> _Task requirements_
Take the lines below from the first through the one that contains "- Nil/Null ->" and copy them exactly.

|---|

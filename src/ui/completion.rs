//! Shell completion generation for streetgrid

use clap::Command;
use clap_complete::{Generator, generate};
use std::io::Write;

/// Write completions for `app` to `out`
pub fn write_completions<G: Generator>(generator: G, app: &mut Command, out: &mut dyn Write) {
    let name = app.get_name().to_string();
    generate(generator, app, name, out);
}

/// Generate shell completions for the given shell on stdout
pub fn print_completions<G: Generator>(generator: G, app: &mut Command) {
    write_completions(generator, app, &mut std::io::stdout());
}
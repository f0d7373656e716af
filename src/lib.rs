//! # Ferrite Functions
//!
//! The Redis Functions subsystem of a Redis-compatible store: `FUNCTION LOAD`
//! libraries of Lua callbacks, invoke them with `FCALL` / `FCALL_RO`, and
//! manage them with `FUNCTION LIST | DELETE | FLUSH | DUMP | RESTORE | STATS`.
//!
//! ```rust,ignore
//! use std::sync::Arc;
//! use bytes::Bytes;
//! use ferrite_functions::{CommandExecutor, Config, Session};
//!
//! let executor = CommandExecutor::new(Arc::new(Config::default()));
//! let mut session = Session::new();
//! let load = [
//!     Bytes::from("FUNCTION"),
//!     Bytes::from("LOAD"),
//!     Bytes::from("#!lua name=mylib\nredis.register_function('hi', function() return 'hello' end)"),
//! ];
//! executor.execute(&mut session, &load);
//! let reply = executor.execute(&mut session, &[Bytes::from("FCALL"), Bytes::from("hi"), Bytes::from("0")]);
//! ```

pub mod commands;
pub mod config;
pub mod error;
pub mod protocol;
pub mod storage;

pub use commands::{CommandExecutor, Session};
pub use config::Config;
pub use error::{FerriteError, Result};
pub use protocol::Frame;
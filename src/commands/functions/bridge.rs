//! Value bridge between Lua and the reply model
//!
//! Conversions follow the Redis RESP2 scripting rules:
//!   - Integer reply -> Lua number
//!   - Bulk string -> Lua string
//!   - Array -> Lua table (1-indexed)
//!   - Nil/Null -> Lua `false`
//!   - Status reply -> Lua table `{ok = ...}`
//!   - Error reply -> raised error, or `{err = ...}` under `redis.pcall`
//!   - Lua number -> Integer reply (truncated)
//!   - Lua string -> Bulk string
//!   - Lua table with "ok" / "err" -> Status / Error reply
//!   - Lua table (array) -> Array reply, up to the first nil
//!   - Lua boolean false/nil -> Null reply
//!   - Lua boolean true -> Integer 1
//!
//! Every direction is total. Values that have no reply shape (functions,
//! userdata, threads) become null.

use bytes::Bytes;
use mlua::{Lua, Result as LuaResult, Table, Value as LuaValue};

use crate::protocol::Frame;

/// Tables nested deeper than this are not walked further
const MAX_DEPTH: usize = 64;

/// A value crossing the script boundary, in either direction
#[derive(Debug, Clone, PartialEq)]
pub enum ScriptValue {
    /// Absence of a value
    Null,
    /// Lua boolean `true` (false collapses to `Null`)
    Boolean(bool),
    /// Integer
    Integer(i64),
    /// Binary-safe string
    Str(Bytes),
    /// 1-indexed sequence
    Sequence(Vec<ScriptValue>),
    /// Status reply (`{ok = ...}`)
    Status(Bytes),
    /// Error reply (`{err = ...}`)
    Error(Bytes),
}

impl ScriptValue {
    /// Convert a value returned by a callback
    pub fn from_lua(value: LuaValue) -> Self {
        from_lua_depth(value, 0)
    }

    /// Convert a store reply for delivery to a script
    pub fn from_frame(frame: Frame) -> Self {
        match frame {
            Frame::Simple(s) => ScriptValue::Status(s),
            Frame::Error(e) => ScriptValue::Error(e),
            Frame::Integer(n) => ScriptValue::Integer(n),
            Frame::Bulk(Some(b)) => ScriptValue::Str(b),
            Frame::Bulk(None) | Frame::Array(None) | Frame::Null => ScriptValue::Null,
            Frame::Boolean(true) => ScriptValue::Integer(1),
            Frame::Boolean(false) => ScriptValue::Null,
            Frame::Double(d) => ScriptValue::Str(Bytes::from(d.to_string())),
            Frame::Array(Some(frames)) => {
                ScriptValue::Sequence(frames.into_iter().map(ScriptValue::from_frame).collect())
            }
            Frame::Map(map) => {
                // RESP2 flattens maps into key/value arrays
                let mut entries: Vec<_> = map.into_iter().collect();
                entries.sort_by(|a, b| a.0.cmp(&b.0));
                let mut flat = Vec::with_capacity(entries.len() * 2);
                for (key, value) in entries {
                    flat.push(ScriptValue::Str(key));
                    flat.push(ScriptValue::from_frame(value));
                }
                ScriptValue::Sequence(flat)
            }
        }
    }

    /// Push this value into the interpreter.
    ///
    /// An `Error` raises when `pcall` is false; under `redis.pcall` it is
    /// handed back as an `{err = ...}` table.
    pub fn into_lua(self, lua: &Lua, pcall: bool) -> LuaResult<LuaValue> {
        match self {
            ScriptValue::Null => Ok(LuaValue::Boolean(false)),
            ScriptValue::Boolean(b) => Ok(LuaValue::Boolean(b)),
            ScriptValue::Integer(n) => Ok(LuaValue::Integer(n)),
            ScriptValue::Str(b) => Ok(LuaValue::String(lua.create_string(&b)?)),
            ScriptValue::Sequence(items) => {
                let table = lua.create_table_with_capacity(items.len(), 0)?;
                for (i, item) in items.into_iter().enumerate() {
                    table.raw_set(i + 1, item.into_lua(lua, pcall)?)?;
                }
                Ok(LuaValue::Table(table))
            }
            ScriptValue::Status(s) => {
                let table = lua.create_table()?;
                table.set("ok", lua.create_string(&s)?)?;
                Ok(LuaValue::Table(table))
            }
            ScriptValue::Error(e) => {
                if pcall {
                    let table = lua.create_table()?;
                    table.set("err", lua.create_string(&e)?)?;
                    Ok(LuaValue::Table(table))
                } else {
                    Err(mlua::Error::RuntimeError(
                        String::from_utf8_lossy(&e).into_owned(),
                    ))
                }
            }
        }
    }
}

impl From<ScriptValue> for Frame {
    fn from(value: ScriptValue) -> Self {
        match value {
            ScriptValue::Null | ScriptValue::Boolean(false) => Frame::null(),
            ScriptValue::Boolean(true) => Frame::Integer(1),
            ScriptValue::Integer(n) => Frame::Integer(n),
            ScriptValue::Str(b) => Frame::bulk(b),
            ScriptValue::Sequence(items) => {
                Frame::array(items.into_iter().map(Frame::from).collect())
            }
            ScriptValue::Status(s) => Frame::Simple(s),
            ScriptValue::Error(e) => Frame::Error(e),
        }
    }
}

fn from_lua_depth(value: LuaValue, depth: usize) -> ScriptValue {
    match value {
        LuaValue::Nil | LuaValue::Boolean(false) => ScriptValue::Null,
        LuaValue::Boolean(true) => ScriptValue::Boolean(true),
        LuaValue::Integer(n) => ScriptValue::Integer(n),
        LuaValue::Number(n) => number_reply(n),
        LuaValue::String(s) => ScriptValue::Str(Bytes::from(s.as_bytes().to_vec())),
        LuaValue::Table(t) => table_reply(&t, depth),
        _ => ScriptValue::Null,
    }
}

/// Redis truncates Lua numbers to integers
fn number_reply(n: f64) -> ScriptValue {
    if n.is_finite() && n >= i64::MIN as f64 && n <= i64::MAX as f64 {
        ScriptValue::Integer(n.trunc() as i64)
    } else {
        ScriptValue::Str(Bytes::from(n.to_string()))
    }
}

fn table_reply(t: &Table, depth: usize) -> ScriptValue {
    if depth >= MAX_DEPTH {
        return ScriptValue::Error(Bytes::from_static(b"ERR reached lua stack limit"));
    }
    if let Ok(LuaValue::String(s)) = t.raw_get::<LuaValue>("ok") {
        return ScriptValue::Status(Bytes::from(s.as_bytes().to_vec()));
    }
    if let Ok(LuaValue::String(s)) = t.raw_get::<LuaValue>("err") {
        return ScriptValue::Error(Bytes::from(s.as_bytes().to_vec()));
    }

    let mut items = Vec::new();
    let mut i = 1;
    while let Ok(v) = t.raw_get::<LuaValue>(i) {
        if matches!(v, LuaValue::Nil) {
            break;
        }
        items.push(from_lua_depth(v, depth + 1));
        i += 1;
    }
    ScriptValue::Sequence(items)
}

/// Convert one `redis.call` argument to its wire form
pub fn to_command_arg(value: &LuaValue) -> Option<Bytes> {
    match value {
        LuaValue::String(s) => Some(Bytes::from(s.as_bytes().to_vec())),
        LuaValue::Integer(n) => Some(Bytes::from(n.to_string())),
        LuaValue::Number(n) if n.fract() == 0.0 && n.is_finite() => {
            Some(Bytes::from((*n as i64).to_string()))
        }
        LuaValue::Number(n) => Some(Bytes::from(n.to_string())),
        _ => None,
    }
}
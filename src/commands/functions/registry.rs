//! Library and function registry
//!
//! Two coupled maps: library name -> [`Library`], and function name -> the
//! name of the library that owns it. The registry is not synchronized on its
//! own; the executor keeps it behind the single-writer lock.
//!
//! Every put stamps the library with a load sequence number. A function name
//! is owned by the most recently loaded library that defines it, so replaying
//! libraries in load order rebuilds the same index.

use std::collections::{BTreeMap, BTreeSet, HashMap};

use super::host::FunctionFlag;
use crate::error::{FerriteError, Result};

/// Engine name reported by LIST and STATS
pub const ENGINE: &str = "LUA";

/// Metadata of one registered function
#[derive(Clone, Debug, PartialEq, Eq)]
pub struct FunctionDef {
    /// Function name
    pub name: String,
    /// Optional description given at registration
    pub description: Option<String>,
    /// Declared flags
    pub flags: BTreeSet<FunctionFlag>,
    /// Name of the owning library
    pub library: String,
}

impl FunctionDef {
    /// Whether the function may be called through FCALL_RO
    pub fn is_read_only(&self) -> bool {
        self.flags.contains(&FunctionFlag::NoWrites)
    }
}

/// A loaded library
#[derive(Clone, Debug, PartialEq, Eq)]
pub struct Library {
    /// Library name from the `#!lua name=` header
    pub name: String,
    /// Library body, everything after the header line
    pub code: String,
    /// Functions registered by the body
    pub functions: BTreeMap<String, FunctionDef>,
}

/// What a load does with function names owned by another library
#[derive(Clone, Copy, Debug, Default, PartialEq, Eq)]
pub enum CollisionPolicy {
    /// Fail with "Function already exists"
    #[default]
    Reject,
    /// Point the name at the newly loaded library
    Override,
}

/// In-memory registry of libraries and their functions
#[derive(Debug, Default)]
pub struct Registry {
    libraries: BTreeMap<String, Library>,
    /// Function name -> owning library name
    functions: HashMap<String, String>,
    /// Library name -> load sequence number
    loaded_at: HashMap<String, u64>,
    next_sequence: u64,
    policy: CollisionPolicy,
}

impl Registry {
    /// Create an empty registry
    pub fn new(policy: CollisionPolicy) -> Self {
        Self {
            libraries: BTreeMap::new(),
            functions: HashMap::new(),
            loaded_at: HashMap::new(),
            next_sequence: 0,
            policy,
        }
    }

    /// An empty registry with the same collision policy
    pub fn empty_like(&self) -> Self {
        Self::new(self.policy)
    }

    /// Whether a library named `name` is loaded
    pub fn contains_library(&self, name: &str) -> bool {
        self.libraries.contains_key(name)
    }

    /// Look up a library by name
    pub fn library(&self, name: &str) -> Option<&Library> {
        self.libraries.get(name)
    }

    /// Insert `library`, or swap it in for an existing one when `replace`
    /// is set. Nothing changes on error.
    pub fn put(&mut self, library: Library, replace: bool) -> Result<()> {
        let exists = self.libraries.contains_key(&library.name);
        if exists && !replace {
            return Err(FerriteError::DuplicateLibrary(library.name));
        }

        if self.policy == CollisionPolicy::Reject {
            for function in library.functions.keys() {
                if let Some(owner) = self.functions.get(function) {
                    if owner != &library.name && self.libraries.contains_key(owner) {
                        return Err(FerriteError::FunctionExists(function.clone()));
                    }
                }
            }
        }

        for function in library.functions.keys() {
            if let Some(previous) = self.functions.get(function) {
                if previous != &library.name {
                    tracing::warn!(
                        function = %function,
                        previous = %previous,
                        library = %library.name,
                        "Function taken over by another library"
                    );
                }
            }
        }

        tracing::info!(
            library = %library.name,
            functions = library.functions.len(),
            replaced = exists,
            "Function library registered"
        );
        self.loaded_at.insert(library.name.clone(), self.next_sequence);
        self.next_sequence += 1;
        self.libraries.insert(library.name.clone(), library);
        self.reindex();
        Ok(())
    }

    /// Delete a library. Names it owned fall back to the most recently
    /// loaded remaining library that defines them.
    pub fn remove(&mut self, name: &str) -> Result<Library> {
        let library = self
            .libraries
            .remove(name)
            .ok_or_else(|| FerriteError::LibraryNotFound(name.to_string()))?;
        self.loaded_at.remove(name);
        self.reindex();

        tracing::info!(library = %name, "Function library deleted");
        Ok(library)
    }

    /// Drop every library; returns how many were loaded
    pub fn clear(&mut self) -> usize {
        let count = self.libraries.len();
        self.libraries.clear();
        self.functions.clear();
        self.loaded_at.clear();
        count
    }

    /// Resolve a function to its definition and owning library
    pub fn lookup_function(&self, name: &str) -> Result<(&FunctionDef, &Library)> {
        let not_found = || FerriteError::FunctionNotFound(name.to_string());

        let owner = self.functions.get(name).ok_or_else(not_found)?;
        let library = self.libraries.get(owner).ok_or_else(not_found)?;
        let function = library.functions.get(name).ok_or_else(not_found)?;
        Ok((function, library))
    }

    /// Libraries in name order, optionally restricted to one name
    pub fn list<'a>(&'a self, filter: Option<&'a str>) -> impl Iterator<Item = &'a Library> + 'a {
        self.libraries
            .values()
            .filter(move |library| filter.map_or(true, |name| library.name == name))
    }

    /// Libraries in the order they were loaded, oldest first
    pub fn in_load_order(&self) -> Vec<&Library> {
        let mut libraries: Vec<&Library> = self.libraries.values().collect();
        libraries.sort_by_key(|library| self.loaded_at.get(&library.name).copied());
        libraries
    }

    /// Number of loaded libraries
    pub fn len(&self) -> usize {
        self.libraries.len()
    }

    /// Whether no library is loaded
    pub fn is_empty(&self) -> bool {
        self.libraries.is_empty()
    }

    /// Number of callable function names
    pub fn function_count(&self) -> usize {
        self.functions.len()
    }

    fn reindex(&mut self) {
        let mut functions = HashMap::new();
        for library in self.in_load_order() {
            for function in library.functions.keys() {
                functions.insert(function.clone(), library.name.clone());
            }
        }
        self.functions = functions;
    }
}

#[cfg(test)]
mod tests {
    use super::*;

    fn library(name: &str, functions: &[&str]) -> Library {
        Library {
            name: name.to_string(),
            code: "-- body".to_string(),
            functions: functions
                .iter()
                .map(|f| {
                    (
                        f.to_string(),
                        FunctionDef {
                            name: f.to_string(),
                            description: None,
                            flags: BTreeSet::new(),
                            library: name.to_string(),
                        },
                    )
                })
                .collect(),
        }
    }

    #[test]
    fn test_put_and_lookup() {
        let mut registry = Registry::default();
        registry.put(library("lib", &["a", "b"]), false).unwrap();

        let (function, owner) = registry.lookup_function("a").unwrap();
        assert_eq!(function.name, "a");
        assert_eq!(owner.name, "lib");
        assert_eq!(registry.len(), 1);
        assert_eq!(registry.function_count(), 2);
    }

    #[test]
    fn test_duplicate_library() {
        let mut registry = Registry::default();
        registry.put(library("lib", &["a"]), false).unwrap();
        assert_eq!(
            registry.put(library("lib", &["b"]), false).unwrap_err(),
            FerriteError::DuplicateLibrary("lib".to_string())
        );
        // Still the original function set
        assert!(registry.lookup_function("a").is_ok());
        assert!(registry.lookup_function("b").is_err());
    }

    #[test]
    fn test_replace_swaps_function_set() {
        let mut registry = Registry::default();
        registry.put(library("lib", &["a", "b"]), false).unwrap();
        registry.put(library("lib", &["c"]), true).unwrap();

        assert!(registry.lookup_function("a").is_err());
        assert!(registry.lookup_function("b").is_err());
        assert!(registry.lookup_function("c").is_ok());
        assert_eq!(registry.function_count(), 1);
    }

    #[test]
    fn test_collision_rejected() {
        let mut registry = Registry::new(CollisionPolicy::Reject);
        registry.put(library("lib1", &["shared"]), false).unwrap();
        assert_eq!(
            registry.put(library("lib2", &["shared"]), false).unwrap_err(),
            FerriteError::FunctionExists("shared".to_string())
        );
        assert!(!registry.contains_library("lib2"));
    }

    #[test]
    fn test_collision_override() {
        let mut registry = Registry::new(CollisionPolicy::Override);
        registry.put(library("lib1", &["shared", "one"]), false).unwrap();
        registry.put(library("lib2", &["shared"]), false).unwrap();
        assert_eq!(registry.lookup_function("shared").unwrap().1.name, "lib2");

        // lib1 no longer owns "shared", so deleting it leaves lib2's entry
        registry.remove("lib1").unwrap();
        assert_eq!(registry.lookup_function("shared").unwrap().1.name, "lib2");
        assert!(registry.lookup_function("one").is_err());
    }

    #[test]
    fn test_override_ownership_follows_load_order() {
        let mut registry = Registry::new(CollisionPolicy::Override);
        registry.put(library("zlib", &["f"]), false).unwrap();
        registry.put(library("alib", &["f"]), false).unwrap();
        assert_eq!(registry.lookup_function("f").unwrap().1.name, "alib");

        let order: Vec<_> = registry.in_load_order().iter().map(|l| l.name.clone()).collect();
        assert_eq!(order, vec!["zlib", "alib"]);

        // Replaying in load order rebuilds the same owner
        let mut replayed = registry.empty_like();
        for lib in registry.in_load_order() {
            replayed.put(lib.clone(), false).unwrap();
        }
        assert_eq!(replayed.lookup_function("f").unwrap().1.name, "alib");

        // Reloading zlib takes the name back
        registry.put(library("zlib", &["f"]), true).unwrap();
        assert_eq!(registry.lookup_function("f").unwrap().1.name, "zlib");

        // Deleting the owner hands the name back to the remaining definer
        registry.remove("zlib").unwrap();
        assert_eq!(registry.lookup_function("f").unwrap().1.name, "alib");
    }

    #[test]
    fn test_remove() {
        let mut registry = Registry::default();
        registry.put(library("lib", &["a"]), false).unwrap();
        registry.remove("lib").unwrap();
        assert!(registry.is_empty());
        assert_eq!(
            registry.lookup_function("a").unwrap_err(),
            FerriteError::FunctionNotFound("a".to_string())
        );
        assert_eq!(
            registry.remove("lib").unwrap_err(),
            FerriteError::LibraryNotFound("lib".to_string())
        );
    }

    #[test]
    fn test_list_filter_and_order() {
        let mut registry = Registry::default();
        registry.put(library("zeta", &["z"]), false).unwrap();
        registry.put(library("alpha", &["a"]), false).unwrap();

        let names: Vec<_> = registry.list(None).map(|l| l.name.as_str()).collect();
        assert_eq!(names, vec!["alpha", "zeta"]);
        assert_eq!(registry.list(Some("zeta")).count(), 1);
        assert_eq!(registry.list(Some("missing")).count(), 0);
    }

    #[test]
    fn test_clear() {
        let mut registry = Registry::default();
        registry.put(library("a", &["f"]), false).unwrap();
        registry.put(library("b", &["g"]), false).unwrap();
        assert_eq!(registry.clear(), 2);
        assert!(registry.is_empty());
        assert_eq!(registry.function_count(), 0);
    }
}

|---|

> _Output for this exercise_
filename src/ui/completion.rs
//! Shell completion generation for streetgrid

use clap::Command;
use clap_complete::{Generator, generate};
use std::io::Write;

/// Write completions for `app` to `out`
pub fn write_completions<G: Generator>(generator: G, app: &mut Command, out: &mut dyn Write) {
    let name = app.get_name().to_string();
    generate(generator, app, name, out);
}

/// Generate shell completions for the given shell on stdout
pub fn print_completions<G: Generator>(generator: G, app: &mut Command) {
    write_completions(generator, app, &mut std::io::stdout());
}
repository f0d7373656e716af
filename src/lib.rs
//! # Ferrite Functions
//!
//! The Redis Functions subsystem of a Redis-compatible store: `FUNCTION LOAD`
//! libraries of Lua callbacks, invoke them with `FCALL` / `FCALL_RO`, and
//! manage them with `FUNCTION LIST | DELETE | FLUSH | DUMP | RESTORE | STATS`.
//!
//! ```rust,ignore
//! use std::sync::Arc;
//! use bytes::Bytes;
//! use ferrite_functions::{CommandExecutor, Config, Session};
//!
//! let executor = CommandExecutor::new(Arc::new(Config::default()));
//! let mut session = Session::new();
//! let load = [
//!     Bytes::from("FUNCTION"),
//!     Bytes::from("LOAD"),
//!     Bytes::from("#!lua name=mylib\nredis.register_function('hi', function() return 'hello' end)"),
//! ];
//! executor.execute(&mut session, &load);
//! let reply = executor.execute(&mut session, &[Bytes::from("FCALL"), Bytes::from("hi"), Bytes::from("0")]);
//! ```

pub mod commands;
pub mod config;
pub mod error;
pub mod protocol;
pub mod storage;

pub use commands::{CommandExecutor, Session};
pub use config::Config;
pub use error::{FerriteError, Result};
pub use protocol::Frame;
filename src/commands/functions/bridge.rs
//! Value bridge between Lua and the reply model
//!
//! Conversions follow the Redis RESP2 scripting rules:
//!   - Integer reply -> Lua number
//!   - Bulk string -> Lua string
//!   - Array -> Lua table (1-indexed)
//!   - Nil/Null -> Lua `false`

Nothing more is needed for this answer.